Tuesday morning federal headlines - Oct. 25

Tuesday - 10/25/2011, 8:25am EDT

The Morning Federal Newscast is a daily compilation of the stories you hear Federal Drive hosts Tom Temin and Amy Morris discuss throughout the show each day. The Newscast is designed to give FederalNewsRadio.com users more information about the stories you hear on the air.

  • The Defense Department is intensifying efforts to find savings from its IT budgets. Deputy CIO Rob Carey said service-by-service efforts will be consolidated into a single, departmentwide strategy. DoD has committed to saving $450 billion over the next 10 years. Carey said every DoD agency will be looking for IT savings that can be plowed back into mission or warfighting needs. Carey said cost cutting will center on data center and network consolidation.The Navy wants to cut billions from spending on business systems. (Federal News Radio)

  • The General Services Administration is speeding up efforts to cut energy use in federal buildings. GSA Administrator Martha Johnson said GSA will pick 50 federal buildings and intensively measure how they use power. Johnson said federal buildings are already 22 percent more efficient than the average private-sector building. But she predicted the government will save an additional $1 per square foot with a detailed approach. At the Executive Leadership Conference in Williamsburg, Va., Johnson said GSA would also renew its focus on electronic waste — the government retires 10,000 computers every day, she said. (Federal News Radio)

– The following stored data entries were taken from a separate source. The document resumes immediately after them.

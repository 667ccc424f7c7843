//! HTTP handlers for expense category endpoints.

use std::sync::Arc;

use axum::{
    extract::{
        rejection::{JsonRejection, QueryRejection},
        Path, Query, State,
    },
    http::StatusCode,
    response::{IntoResponse, Response},
    Json,
};

use crate::adapters::http::error::{
    json_rejection, parse_path_id, query_rejection, service_error_response,
};
use crate::application::{
    CreateExpenseCategoryCommand, ExpenseCategoryService, ListExpenseCategoriesQuery,
    UpdateExpenseCategoryCommand,
};

use super::dto::{ExpenseCategoryRequest, ExpenseCategoryResponse, ListExpenseCategoriesParams};

#[derive(Clone)]
pub struct ExpenseCategoryHandlers {
    service: Arc<ExpenseCategoryService>,
}

impl ExpenseCategoryHandlers {
    pub fn new(service: Arc<ExpenseCategoryService>) -> Self {
        Self { service }
    }
}

/// POST /expenses/categories
pub async fn create_category(
    State(handlers): State<ExpenseCategoryHandlers>,
    body: Result<Json<ExpenseCategoryRequest>, JsonRejection>,
) -> Response {
    let Json(req) = match body {
        Ok(body) => body,
        Err(rejection) => return json_rejection(rejection),
    };

    let cmd = CreateExpenseCategoryCommand { name: req.name };

    match handlers.service.create(cmd).await {
        Ok(category) => {
            (StatusCode::CREATED, Json(ExpenseCategoryResponse::from(category))).into_response()
        }
        Err(e) => service_error_response(e),
    }
}

/// GET /expenses/categories/:id
pub async fn get_category(
    State(handlers): State<ExpenseCategoryHandlers>,
    Path(id): Path<String>,
) -> Response {
    let id = match parse_path_id(&id) {
        Ok(id) => id,
        Err(response) => return response,
    };

    match handlers.service.get(id).await {
        Ok(category) => (StatusCode::OK, Json(ExpenseCategoryResponse::from(category))).into_response(),
        Err(e) => service_error_response(e),
    }
}

/// GET /expenses/categories
pub async fn list_categories(
    State(handlers): State<ExpenseCategoryHandlers>,
    params: Result<Query<ListExpenseCategoriesParams>, QueryRejection>,
) -> Response {
    let Query(params) = match params {
        Ok(params) => params,
        Err(rejection) => return query_rejection(rejection),
    };

    let query = ListExpenseCategoriesQuery {
        skip: params.skip,
        limit: params.limit,
    };

    match handlers.service.list(query).await {
        Ok(categories) => {
            let body: Vec<ExpenseCategoryResponse> =
                categories.into_iter().map(Into::into).collect();
            (StatusCode::OK, Json(body)).into_response()
        }
        Err(e) => service_error_response(e),
    }
}

/// PUT /expenses/categories/:id
pub async fn update_category(
    State(handlers): State<ExpenseCategoryHandlers>,
    Path(id): Path<String>,
    body: Result<Json<ExpenseCategoryRequest>, JsonRejection>,
) -> Response {
    let id = match parse_path_id(&id) {
        Ok(id) => id,
        Err(response) => return response,
    };
    let Json(req) = match body {
        Ok(body) => body,
        Err(rejection) => return json_rejection(rejection),
    };

    let cmd = UpdateExpenseCategoryCommand { id, name: req.name };

    match handlers.service.update(cmd).await {
        Ok(category) => (StatusCode::OK, Json(ExpenseCategoryResponse::from(category))).into_response(),
        Err(e) => service_error_response(e),
    }
}

/// DELETE /expenses/categories/:id
pub async fn delete_category(
    State(handlers): State<ExpenseCategoryHandlers>,
    Path(id): Path<String>,
) -> Response {
    let id = match parse_path_id(&id) {
        Ok(id) => id,
        Err(response) => return response,
    };

    match handlers.service.delete(id).await {
        Ok(()) => StatusCode::NO_CONTENT.into_response(),
        Err(e) => service_error_response(e),
    }
}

  • Rising healthcare costs and the aging U.S. population are cramping the federal government's long-term fiscal outlook. However, the Government Accountability Office, in its most recent report, said things are looking up since the last examination of the long-term fiscal outlook. GAO said that the Budget Control Act of 2011 has helped, but budgetary pressure will increase in coming decades as more members of the baby-boom generation retire. Auditors at GAO said that for the long-term fiscal outlook to improve, there must be a sustained commitment beyond what the Budget Control Act provides for. But even that might not be sufficient to ensure sustainability. (GAO)

  • Eleven employees and contractors with the General Services Administration have been sentenced in contracting bribery schemes. The last defendant is Eric Minor, a 25-year GSA employee, who was sentenced to 30 months in prison. Minor handed out contracts to four companies for no work. He received kickbacks totaling $118,000. Federal agents found a box containing $70,000 in Minor's home. Minor told the judge he had a soft heart and wanted to help the contractors support their families. (Federal News Radio)

  • Some Justice Department employees are unhappy with the department's plan to close four antitrust field offices. So they've taken their case to Congress, calling for hearings, Gov Exec reports. Attorney Laura Heisler, who works in the Philadelphia field office — one of the four scheduled for closure — has taken up the cause. The others are Atlanta, Dallas and Cleveland. Heisler has brought the employees' concerns to Sen. Sherrod Brown (D-Ohio), a member of the Appropriations subcommittee that includes Justice. A Justice spokeswoman said the 94 employees affected would be offered jobs in New York, Chicago, San Francisco or antitrust headquarters in Washington, D.C. (GovExec)

  • A fraud and kickback scheme involving a New York City contract has cost three executives their jobs at Science Applications International Corp. SAIC's CEO, Walt Havenstein, called their actions an "affront to everything SAIC stands for," The Washington Business Journal reports. At issue is the CityTime project for New York City. The project was supposed to cost $63 million back in 1998, but the costs ballooned to more than $600 million. The Wall Street Journal reports that prosecutors have called the project an international conspiracy, The Wall Street Journal reports.

  • Of all the ways that the Congressional supercommittee is considering to save money, this one could be among the more unorthodox. If the dollar bill were phased out and replaced with a dollar coin, it could save more than $5.5 billion. But the Government Accountability Office found more than $1 billion in dollar coins aren't used. USA Today reports that lobbying interests on both sides are ramping up their efforts. They think that Congress might decide the issue after more than 25 years of debate. Mining interests, vending companies and mass transit agencies support the coin. Paper and ink producers and some small retailers oppose it. (USA Today)

  • Leaders in government information technology were honored at the 21st annual Executive Leadership Conference. Veterans Health Administration CIO Craig Luigart was awarded the prestigious Mendenhall Leadership Award. He was honored for his efforts to improve government IT, mentoring colleagues and collaborating with industry. Luigart was just one of seven who were honored. Dr. Rick Holgate, CIO for the Bureau of Alcohol, Tobacco, Firearms and Explosives, was chosen as Government Contributor of Year for leading the charge on emerging technologies. Michael Donovan of HP was named ACT-IAC's Rookie of the Year.